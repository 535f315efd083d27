//! The lesson pages as ordered scripts.
//!
//! Each page is a fixed list of statements. Running a page evaluates them
//! top to bottom and collects one output line per statement, so the order
//! of [`PageOutput::lines`] is the statement order.

use serde::{Deserialize, Serialize};
use strum::{EnumIter, IntoStaticStr};
use tracing::info;

use crate::closed_set::{ClosedSet, RawValued};
use crate::error::{EnumlabError, EnumlabResult};
use crate::sets::{
    compare_courses, course_kind, course_name, help, is_it_finally_weekend, is_mobile_course,
    month_position, weekday_name, CardinalDirection, Emoticon, Face, FirstQuarterCourse, Month,
    Weekday, WeekdayIndex, WeekdayNumber,
};

/// A lesson page.
#[derive(
    Debug, Clone, Copy, PartialEq, Eq, Hash, EnumIter, IntoStaticStr, Serialize, Deserialize,
)]
#[strum(serialize_all = "kebab-case")]
#[serde(rename_all = "kebab-case")]
pub enum Page {
    /// Plain enums, equality, `match` with bundled arms
    ControlFlow,
    /// Raw values, implicit and explicit, and lookups
    RawValues,
}

impl ClosedSet for Page {
    const SET_NAME: &'static str = "Page";
}

impl Page {
    /// Parses a page name such as `control-flow`.
    pub fn parse(name: &str) -> EnumlabResult<Self> {
        Self::from_name(name).ok_or_else(|| EnumlabError::unknown_page(name))
    }

    /// Evaluates the page's statements in order.
    pub fn run(self) -> PageOutput {
        let lines = match self {
            Self::ControlFlow => control_flow(),
            Self::RawValues => raw_values(),
        };
        info!(page = self.name(), lines = lines.len(), "ran page");
        PageOutput { page: self, lines }
    }
}

/// Lines printed by one page.
#[derive(Debug, Clone, Serialize)]
pub struct PageOutput {
    pub page: Page,
    pub lines: Vec<String>,
}

/// Runs `pages` in the given order.
pub fn run_pages(pages: &[Page]) -> Vec<PageOutput> {
    pages.iter().map(|p| p.run()).collect()
}

fn control_flow() -> Vec<String> {
    let mut out = Vec::new();

    let course1 = FirstQuarterCourse::Python;
    let course2: FirstQuarterCourse = FirstQuarterCourse::Frontend;
    out.push(compare_courses(course1, course2).to_string());

    out.push(format!("The course is called: {}", course_name(course1)));
    out.push(format!("The course is of type: {}", course_kind(course1)));
    out.push(format!(
        "The course is a mobile course: {}",
        is_mobile_course(course1)
    ));

    out.push(weekday_name(Weekday::Tuesday));
    out.push(is_it_finally_weekend(Weekday::Saturday));

    out
}

fn describe_raw<T: RawValued>(variant: T) -> String {
    format!(
        "{}::{} raw value: {}",
        T::SET_NAME,
        variant.name(),
        variant.raw_value()
    )
}

fn describe_lookup<T: RawValued>(raw: T::Raw) -> String {
    let found = T::from_raw(raw).map_or("not found", ClosedSet::name);
    format!("{} with raw value {}: {}", T::SET_NAME, raw, found)
}

fn raw_values() -> Vec<String> {
    let mut out = vec![
        describe_raw(Face::Happy),
        describe_raw(Emoticon::Happy),
        describe_raw(WeekdayIndex::Monday),
        describe_raw(WeekdayNumber::Monday),
        help(CardinalDirection::South),
    ];

    for month in [
        Month::January,
        Month::February,
        Month::March,
        Month::April,
        Month::May,
        Month::November,
    ] {
        out.push(month_position(month));
    }

    out.push(describe_lookup::<Month>(3));
    out.push(describe_lookup::<Month>(13));
    out.push(describe_lookup::<Emoticon>("8-)"));

    out
}
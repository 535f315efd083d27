//! The lesson's closed value sets and their matching functions.
//!
//! # Sets
//!
//! ```text
//! FirstQuarterCourse   identity only
//! Weekday              identity only
//! WeekdayIndex         implicit integer, from 0
//! WeekdayNumber        implicit integer, from 1
//! Face                 implicit text (the variant name)
//! Emoticon             explicit text
//! CardinalDirection    explicit text (arrows)
//! Month                explicit integer, 1..=12
//! ```
//!
//! [`catalog`] and [`lookup_raw`] expose all of them by name, for listing
//! and for raw-value lookups driven by user input.

pub mod course;
pub mod direction;
pub mod face;
pub mod month;
pub mod weekday;

use serde::Serialize;
use tracing::debug;

use crate::closed_set::{ClosedSet, RawAssignment, RawValued};
use crate::error::{EnumlabError, EnumlabResult};

pub use course::{
    compare_courses, course_kind, course_name, is_mobile_course, FirstQuarterCourse, MOBILE,
};
pub use direction::{help, CardinalDirection, HOMEWARD};
pub use face::{Emoticon, Face};
pub use month::{month_position, Month};
pub use weekday::{is_it_finally_weekend, weekday_name, Weekday, WeekdayIndex, WeekdayNumber, WEEKEND};

/// One variant as shown in a listing.
#[derive(Debug, Clone, Serialize)]
pub struct VariantListing {
    pub name: &'static str,
    #[serde(skip_serializing_if = "Option::is_none")]
    pub raw: Option<String>,
}

/// A set with its variants in declaration order.
#[derive(Debug, Clone, Serialize)]
pub struct SetListing {
    pub name: &'static str,
    /// `None` for identity-only sets
    pub raw: Option<RawAssignment>,
    pub variants: Vec<VariantListing>,
}

fn plain_listing<T: ClosedSet>() -> SetListing {
    SetListing {
        name: T::SET_NAME,
        raw: None,
        variants: T::iter()
            .map(|v| VariantListing {
                name: v.name(),
                raw: None,
            })
            .collect(),
    }
}

fn raw_listing<T: RawValued>() -> SetListing {
    SetListing {
        name: T::SET_NAME,
        raw: Some(T::ASSIGNMENT),
        variants: T::raw_table()
            .into_iter()
            .map(|(v, raw)| VariantListing {
                name: v.name(),
                raw: Some(raw.to_string()),
            })
            .collect(),
    }
}

/// Every set in the lesson, in the order the pages introduce them.
pub fn catalog() -> Vec<SetListing> {
    vec![
        plain_listing::<FirstQuarterCourse>(),
        plain_listing::<Weekday>(),
        raw_listing::<Face>(),
        raw_listing::<Emoticon>(),
        raw_listing::<WeekdayIndex>(),
        raw_listing::<WeekdayNumber>(),
        raw_listing::<CardinalDirection>(),
        raw_listing::<Month>(),
    ]
}

fn find_by_raw<T: RawValued>(input: &str) -> EnumlabResult<Option<&'static str>> {
    Ok(T::from_raw_str(input)?.map(ClosedSet::name))
}

/// Looks up a variant by raw value in the set called `set`.
///
/// Set names match case-insensitively. Returns `Ok(None)` when the raw
/// value is well-formed but no variant carries it.
pub fn lookup_raw(set: &str, input: &str) -> EnumlabResult<Option<&'static str>> {
    debug!(set = %set, input = %input, "raw lookup");

    match set.to_ascii_lowercase().as_str() {
        "face" => find_by_raw::<Face>(input),
        "emoticon" => find_by_raw::<Emoticon>(input),
        "weekdayindex" => find_by_raw::<WeekdayIndex>(input),
        "weekdaynumber" => find_by_raw::<WeekdayNumber>(input),
        "cardinaldirection" => find_by_raw::<CardinalDirection>(input),
        "month" => find_by_raw::<Month>(input),
        "firstquartercourse" => Err(EnumlabError::invalid_raw(
            FirstQuarterCourse::SET_NAME,
            "set has no raw values",
        )),
        "weekday" => Err(EnumlabError::invalid_raw(
            Weekday::SET_NAME,
            "set has no raw values",
        )),
        _ => Err(EnumlabError::unknown_set(set)),
    }
}

#[cfg(test)]
mod tests {
    use super::*;

    #[test]
    fn test_catalog_lists_every_set_once() {
        let names: Vec<_> = catalog().iter().map(|s| s.name).collect();
        assert_eq!(names.len(), 8);
        for (i, name) in names.iter().enumerate() {
            assert!(!names[..i].contains(name), "{} listed twice", name);
        }
    }

    #[test]
    fn test_plain_sets_have_no_raw() {
        let listing = plain_listing::<Weekday>();
        assert!(listing.raw.is_none());
        assert_eq!(listing.variants.len(), 7);
        assert!(listing.variants.iter().all(|v| v.raw.is_none()));
    }

    #[test]
    fn test_lookup_case_insensitive_set() {
        assert_eq!(lookup_raw("month", "2").unwrap(), Some("February"));
        assert_eq!(lookup_raw("MONTH", "12").unwrap(), Some("December"));
    }

    #[test]
    fn test_lookup_not_found() {
        assert_eq!(lookup_raw("Month", "13").unwrap(), None);
        assert_eq!(lookup_raw("Emoticon", "XD").unwrap(), None);
    }

    #[test]
    fn test_lookup_errors() {
        assert!(matches!(
            lookup_raw("Month", "march"),
            Err(EnumlabError::InvalidRaw { .. })
        ));
        assert!(matches!(
            lookup_raw("Weekday", "1"),
            Err(EnumlabError::InvalidRaw { .. })
        ));
        assert!(matches!(
            lookup_raw("Planet", "3"),
            Err(EnumlabError::UnknownSet { .. })
        ));
    }
}
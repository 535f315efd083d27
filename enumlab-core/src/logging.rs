//! Structured logging using **tracing**.
//!
//! Logs go to stderr as JSON so that stdout carries nothing but page
//! output. Without `RUST_LOG` only errors are emitted.

use tracing::{error, info, warn};

/// Initializes the global tracing subscriber.
///
/// Call once at startup.
///
/// # Environment Variables
/// - `RUST_LOG`: Controls log filtering (e.g., `RUST_LOG=enumlab_core=debug`)
pub fn init_structured_logging() {
    tracing_subscriber::fmt()
        .json()
        .with_ansi(false)
        .with_level(true)
        .with_target(true)
        .with_current_span(true)
        .with_env_filter(tracing_subscriber::EnvFilter::from_default_env())
        .with_writer(std::io::stderr)
        .init();
}

pub fn log_warn(message: &str) {
    warn!(detail = %message);
}

pub fn log_info(message: &str) {
    info!(detail = %message);
}

pub fn log_error(message: &str) {
    error!(detail = %message);
}
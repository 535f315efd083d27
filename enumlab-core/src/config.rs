//! Configuration loading from enumlab.toml.
//!
//! ```toml
//! pages = ["raw-values"]
//!
//! [output]
//! format = "json"
//! ```

use anyhow::{Context, Result};
use serde::Deserialize;
use std::{fs, path::Path};

use crate::closed_set::ClosedSet;
use crate::error::{EnumlabError, IoResultExt};
use crate::page::Page;

/// Main configuration structure for enumlab.toml.
#[derive(Debug, Deserialize, Default)]
#[serde(deny_unknown_fields)]
pub struct EnumlabConfig {
    /// Pages to run, in order. All pages when absent.
    pub pages: Option<Vec<Page>>,
    /// Output configuration.
    pub output: Option<OutputConfig>,
}

/// Output format configuration.
#[derive(Debug, Deserialize, Default)]
pub struct OutputConfig {
    pub format: Option<OutputFormat>,
}

#[derive(Debug, Clone, Copy, PartialEq, Eq, Default, Deserialize)]
#[serde(rename_all = "lowercase")]
pub enum OutputFormat {
    #[default]
    Plain,
    Json,
}

impl EnumlabConfig {
    /// Pages to run; every page in declaration order by default.
    pub fn pages(&self) -> Vec<Page> {
        self.pages.clone().unwrap_or_else(Page::variants)
    }

    pub fn format(&self) -> OutputFormat {
        self.output
            .as_ref()
            .and_then(|o| o.format)
            .unwrap_or_default()
    }
}

/// Loads configuration from enumlab.toml in `root` if it exists.
pub fn load_config(root: &Path) -> Result<Option<EnumlabConfig>> {
    let path = root.join("enumlab.toml");
    if !path.exists() {
        return Ok(None);
    }

    load_config_file(&path).map(Some)
}

/// Loads configuration from an explicit file path.
pub fn load_config_file(path: &Path) -> Result<EnumlabConfig> {
    let content = fs::read_to_string(path).with_path(path)?;
    let cfg = toml::from_str(&content)
        .map_err(|e| EnumlabError::config(path, e.to_string()))
        .context("Invalid config file")?;
    Ok(cfg)
}
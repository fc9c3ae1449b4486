//! Link Feed Service — Binary Entrypoint
//! Boots the Axum HTTP server: loads config, hydrates the feed snapshot from
//! the remote store, wires routes, shared state, and middleware.

use std::sync::Arc;

use shuttle_axum::ShuttleAxum;
use tracing_subscriber::{fmt, prelude::*, EnvFilter};

use daocamp_feed::admin::AdminAuth;
use daocamp_feed::api::{self, AppState};
use daocamp_feed::config::AppConfig;
use daocamp_feed::context::SessionContext;
use daocamp_feed::hydrate;
use daocamp_feed::metrics::Metrics;
use daocamp_feed::store::document::ThreadStoreClient;
use daocamp_feed::store::relational::RestStore;
use daocamp_feed::wallet::WalletHandle;

/// Enable compact tracing logs in development only.
/// Activation requires BOTH:
///   - dev environment (debug build OR SHUTTLE_ENV in {local, development, dev})
///   - FEED_DEV_LOG=1
fn enable_dev_tracing() {
    let dev_flag = std::env::var("FEED_DEV_LOG").ok().is_some_and(|v| v == "1");

    let is_dev_env = cfg!(debug_assertions)
        || matches!(
            std::env::var("SHUTTLE_ENV")
                .unwrap_or_default()
                .to_ascii_lowercase()
                .as_str(),
            "local" | "development" | "dev"
        );

    if !(dev_flag && is_dev_env) {
        return;
    }

    let filter =
        EnvFilter::try_from_default_env().unwrap_or_else(|_| EnvFilter::new("daocamp_feed=info,warn"));

    tracing_subscriber::registry()
        .with(filter)
        .with(fmt::layer().compact())
        .init();
}

#[shuttle_runtime::main]
async fn axum() -> ShuttleAxum {
    // Load .env in local/dev; no-op in prod environments.
    let _ = dotenvy::dotenv();

    // Initialize dev tracing early (no-op in production).
    enable_dev_tracing();

    let config = AppConfig::from_env();
    let metrics = Metrics::init();

    // Hydrate exactly once, before the router starts serving. A store outage
    // degrades to an empty feed rather than a failed boot.
    let relational = RestStore::new(&config.feed_store_url, &config.feed_store_api_key);
    let snapshot = hydrate::load_initial_state(&relational).await;

    let session = SessionContext::new(WalletHandle::new());
    let document = ThreadStoreClient::new(
        &config.thread_store_url,
        &config.thread_api_key,
        &config.thread_api_secret,
    );

    let state = AppState {
        snapshot: Arc::new(snapshot),
        session,
        document: Arc::new(document),
        admin: AdminAuth {
            bearer_token: config.admin_bearer_token.clone(),
            thread_db_id: config.thread_db_id.clone(),
        },
    };

    let router = api::router(state).merge(metrics.router());

    Ok(router.into())
}
//! Remote document store (thread database provider). The only operation this
//! service performs against it is the administrative database delete.

use anyhow::{Context, Result};
use async_trait::async_trait;
use serde::Deserialize;
use serde_json::json;

/// Destructive admin surface of the document store.
#[async_trait]
pub trait DocumentStore: Send + Sync {
    /// Deletes the named thread database. Irreversible and not idempotent:
    /// one attempt, outcome reported to the caller, no retry here.
    async fn delete_db(&self, db_id: &str) -> Result<()>;
}

#[derive(Debug, Deserialize)]
struct AuthResponse {
    token: String,
}

/// HTTP client for the thread-database provider. Authenticates with the
/// static key/secret pair, then issues the delete with the session token.
pub struct ThreadStoreClient {
    base_url: String,
    api_key: String,
    api_secret: String,
    client: reqwest::Client,
}

impl ThreadStoreClient {
    pub fn new(
        base_url: impl Into<String>,
        api_key: impl Into<String>,
        api_secret: impl Into<String>,
    ) -> Self {
        Self {
            base_url: base_url.into(),
            api_key: api_key.into(),
            api_secret: api_secret.into(),
            client: reqwest::Client::new(),
        }
    }

    fn endpoint(&self, path: &str) -> String {
        format!("{}/{}", self.base_url.trim_end_matches('/'), path)
    }

    async fn auth_token(&self) -> Result<String> {
        let resp = self
            .client
            .post(self.endpoint("auth"))
            .json(&json!({ "key": self.api_key, "secret": self.api_secret }))
            .send()
            .await
            .context("thread store auth request")?
            .error_for_status()
            .context("thread store auth rejected")?;
        let auth = resp
            .json::<AuthResponse>()
            .await
            .context("decoding thread store auth response")?;
        Ok(auth.token)
    }
}

#[async_trait]
impl DocumentStore for ThreadStoreClient {
    async fn delete_db(&self, db_id: &str) -> Result<()> {
        let token = self.auth_token().await?;
        self.client
            .delete(self.endpoint(&format!("dbs/{db_id}")))
            .bearer_auth(token)
            .send()
            .await
            .with_context(|| format!("deleting thread database {db_id}"))?
            .error_for_status()
            .with_context(|| format!("thread database {db_id} delete rejected"))?;
        Ok(())
    }
}
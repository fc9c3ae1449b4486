//! feed.rs — data model for the link feed: posts, upvotes, and the boot-time
//! snapshot the server ranks on every read.

use chrono::{DateTime, Utc};
use serde::{Deserialize, Serialize};

/// One submitted link, as stored in the remote `Posts` collection.
/// The service holds a read-only copy; the remote store owns the row.
#[derive(Debug, Clone, PartialEq, Serialize, Deserialize)]
#[serde(rename_all = "camelCase")]
pub struct Post {
    pub id: i64,
    pub submission_date: DateTime<Utc>,
    pub number_of_upvotes: i64,
    pub title: String,
    pub url: String,
    #[serde(default, skip_serializing_if = "Option::is_none")]
    pub wallet_address: Option<String>,
    #[serde(default, skip_serializing_if = "Option::is_none")]
    pub domain_text: Option<String>,
}

/// One vote by a wallet on a post, from the remote `Upvotes` collection.
/// Kept as raw rows next to the posts; folding them into
/// `Post::number_of_upvotes` is the submission pipeline's job, not ours.
#[derive(Debug, Clone, PartialEq, Serialize, Deserialize)]
#[serde(rename_all = "camelCase")]
pub struct Upvote {
    pub id: i64,
    pub post_id: i64,
    pub wallet_address: String,
}

/// Everything hydration loaded, handed to the router exactly once at boot.
/// Replaced wholesale or not at all; nothing patches it afterwards.
#[derive(Debug, Clone, Default, PartialEq)]
pub struct FeedSnapshot {
    pub posts: Vec<Post>,
    pub upvotes: Vec<Upvote>,
}

impl FeedSnapshot {
    pub fn empty() -> Self {
        Self::default()
    }
}
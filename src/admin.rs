//! admin.rs — the privileged delete endpoint.
//!
//! `POST /api/delete` with the admin bearer credential destroys the backing
//! thread database. There is no scoping beyond the bearer check: a valid
//! token deletes the one configured database, full stop. Treat the
//! credential accordingly.

use axum::{
    extract::State,
    http::{header, HeaderMap, Method, StatusCode},
    response::{IntoResponse, Response},
    Json,
};
use metrics::counter;
use serde_json::json;
use sha2::{Digest, Sha256};
use tracing::{error, info, warn};

use crate::api::AppState;

/// Credential and target for the delete endpoint, injected into the router.
#[derive(Clone)]
pub struct AdminAuth {
    /// `None` fails closed: every caller is rejected until a token is set.
    pub bearer_token: Option<String>,
    pub thread_db_id: String,
}

/// Exact-match comparison over SHA-256 digests so the check does not
/// short-circuit on the first differing byte of the secret.
fn credential_matches(presented: &str, expected: &str) -> bool {
    let a = Sha256::digest(presented.as_bytes());
    let b = Sha256::digest(expected.as_bytes());
    a == b
}

/// Registered with `any()` so non-POST methods get the 405 contract
/// (`Allow: POST`, plain-text body) rather than the framework default.
pub async fn handle_delete(
    State(state): State<AppState>,
    method: Method,
    headers: HeaderMap,
) -> Response {
    if method != Method::POST {
        counter!("admin_delete_total", "outcome" => "method_not_allowed").increment(1);
        return (
            StatusCode::METHOD_NOT_ALLOWED,
            [(header::ALLOW, "POST")],
            "Method Not Allowed",
        )
            .into_response();
    }

    let presented = headers
        .get(header::AUTHORIZATION)
        .and_then(|v| v.to_str().ok())
        .unwrap_or_default();

    let authorized = match state.admin.bearer_token.as_deref() {
        Some(token) => credential_matches(presented, &format!("Bearer {token}")),
        None => {
            warn!("admin bearer token is not configured, rejecting delete request");
            false
        }
    };

    if !authorized {
        counter!("admin_delete_total", "outcome" => "unauthorized").increment(1);
        return (
            StatusCode::UNAUTHORIZED,
            Json(json!({ "success": false, "message": "Unauthorized access" })),
        )
            .into_response();
    }

    match state.document.delete_db(&state.admin.thread_db_id).await {
        Ok(()) => {
            info!(db_id = %state.admin.thread_db_id, "thread database deleted");
            counter!("admin_delete_total", "outcome" => "deleted").increment(1);
            (StatusCode::OK, Json(json!({ "status": "success" }))).into_response()
        }
        Err(err) => {
            error!(error = ?err, db_id = %state.admin.thread_db_id, "thread database delete failed");
            counter!("admin_delete_total", "outcome" => "error").increment(1);
            (
                StatusCode::INTERNAL_SERVER_ERROR,
                Json(json!({ "statusCode": 500, "message": err.to_string() })),
            )
                .into_response()
        }
    }
}

#[cfg(test)]
mod tests {
    use super::*;

    #[test]
    fn credential_match_is_exact() {
        assert!(credential_matches("Bearer abc", "Bearer abc"));
        assert!(!credential_matches("Bearer abc", "Bearer abd"));
        assert!(!credential_matches("Bearer abc", "Bearer abc "));
        assert!(!credential_matches("", "Bearer abc"));
        // An empty expected credential never happens in the handler (unset
        // tokens fail closed before comparing), but the helper itself still
        // treats it as a plain string.
        assert!(credential_matches("", ""));
    }
}
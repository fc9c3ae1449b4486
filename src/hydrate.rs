//! hydrate.rs — one-shot population of the feed snapshot from the remote
//! relational store, run by the entrypoint before the router starts serving.
//!
//! A failed fetch never fails the boot: the affected collection is replaced
//! by an empty one and the page renders an empty feed instead. The two
//! collections fall back independently.

use std::collections::HashSet;

use metrics::counter;
use tracing::warn;

use crate::feed::FeedSnapshot;
use crate::store::relational::RelationalStore;

pub async fn load_initial_state(store: &dyn RelationalStore) -> FeedSnapshot {
    let posts = match store.fetch_posts().await {
        Ok(rows) => rows,
        Err(err) => {
            warn!(error = ?err, collection = "Posts", "hydration fetch failed, serving an empty collection");
            counter!("hydrate_errors_total", "collection" => "Posts").increment(1);
            Vec::new()
        }
    };
    let upvotes = match store.fetch_upvotes().await {
        Ok(rows) => rows,
        Err(err) => {
            warn!(error = ?err, collection = "Upvotes", "hydration fetch failed, serving an empty collection");
            counter!("hydrate_errors_total", "collection" => "Upvotes").increment(1);
            Vec::new()
        }
    };

    // Post ids are unique within a snapshot; a duplicate means the store
    // handed us overlapping rows and ranking ties will repeat entries.
    let mut seen = HashSet::with_capacity(posts.len());
    for post in &posts {
        if !seen.insert(post.id) {
            warn!(post_id = post.id, "duplicate post id in hydrated snapshot");
        }
    }

    counter!("hydrate_rows_total").increment((posts.len() + upvotes.len()) as u64);
    FeedSnapshot { posts, upvotes }
}
//! actions.rs — which UI affordances exist for a given wallet capability.
//! Pure predicates; deeper authorization (does this address own anything)
//! is not this layer's concern.

use serde::Serialize;

use crate::wallet::Capability;

/// An affordance the client renders. Absent from the list = absent from the page.
#[derive(Debug, Clone, Copy, PartialEq, Eq, Serialize)]
#[serde(rename_all = "snake_case")]
pub enum Action {
    ProfileLink,
    SubmitLink,
    Connect,
    Disconnect,
}

/// Profile link shows whenever an address is known.
pub fn profile_link_visible(cap: &Capability) -> bool {
    cap.address().is_some()
}

/// Submitting a link requires a live connection.
pub fn submit_link_visible(cap: &Capability) -> bool {
    cap.is_connected()
}

/// The full set of affordances, in render order. Connect and disconnect are
/// mutually exclusive on connection state.
pub fn visible_actions(cap: &Capability) -> Vec<Action> {
    let mut out = Vec::new();
    if profile_link_visible(cap) {
        out.push(Action::ProfileLink);
    }
    if submit_link_visible(cap) {
        out.push(Action::SubmitLink);
    }
    if cap.is_connected() {
        out.push(Action::Disconnect);
    } else {
        out.push(Action::Connect);
    }
    out
}
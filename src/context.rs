//! context.rs — per-process session state: the viewer's sort preference plus
//! a read-only view of the wallet capability.
//!
//! Created once by the entrypoint and injected into the router; nothing else
//! owns it and nothing survives a restart. The context never writes the
//! capability — wallet transitions go through the [`WalletHandle`].

use std::sync::{Arc, RwLock};

use crate::ranking::SortMode;
use crate::wallet::{Capability, WalletHandle};

#[derive(Clone)]
pub struct SessionContext {
    sort: Arc<RwLock<SortMode>>,
    wallet: WalletHandle,
}

impl SessionContext {
    /// Fresh session: sort starts on the Newest tab.
    pub fn new(wallet: WalletHandle) -> Self {
        Self {
            sort: Arc::new(RwLock::new(SortMode::default())),
            wallet,
        }
    }

    pub fn sort_mode(&self) -> SortMode {
        *self.sort.read().expect("sort lock poisoned")
    }

    /// Replaces the sort preference synchronously; readers see the new mode
    /// on their next call. Both enum variants are legal, so there is nothing
    /// to validate here.
    pub fn change_sort_mode(&self, next: SortMode) {
        let mut guard = self.sort.write().expect("sort lock poisoned");
        *guard = next;
    }

    pub fn capability(&self) -> Capability {
        self.wallet.current()
    }

    pub fn wallet(&self) -> &WalletHandle {
        &self.wallet
    }
}

#[cfg(test)]
mod tests {
    use super::*;

    #[test]
    fn fresh_session_defaults_to_newest() {
        let ctx = SessionContext::new(WalletHandle::new());
        assert_eq!(ctx.sort_mode(), SortMode::Newest);
    }

    #[test]
    fn change_sort_mode_is_read_back_immediately() {
        let ctx = SessionContext::new(WalletHandle::new());
        ctx.change_sort_mode(SortMode::Trending);
        assert_eq!(ctx.sort_mode(), SortMode::Trending);
        ctx.change_sort_mode(SortMode::Newest);
        assert_eq!(ctx.sort_mode(), SortMode::Newest);
    }

    #[test]
    fn clones_share_state() {
        let ctx = SessionContext::new(WalletHandle::new());
        let other = ctx.clone();
        other.change_sort_mode(SortMode::Trending);
        assert_eq!(ctx.sort_mode(), SortMode::Trending);
    }

    #[test]
    fn capability_mirrors_the_wallet() {
        let wallet = WalletHandle::new();
        let ctx = SessionContext::new(wallet.clone());
        assert!(!ctx.capability().is_connected());

        wallet
            .connect("0x00192fb10df37c9fb26829eb2cc623cd1bf599e8", None)
            .unwrap();
        assert!(ctx.capability().is_connected());

        wallet.disconnect();
        assert!(!ctx.capability().is_connected());
    }
}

__Your goal__
Whenever the string "EnumIter" appears on a line of the material, that line counts; report the count and nothing else.

__Response__
2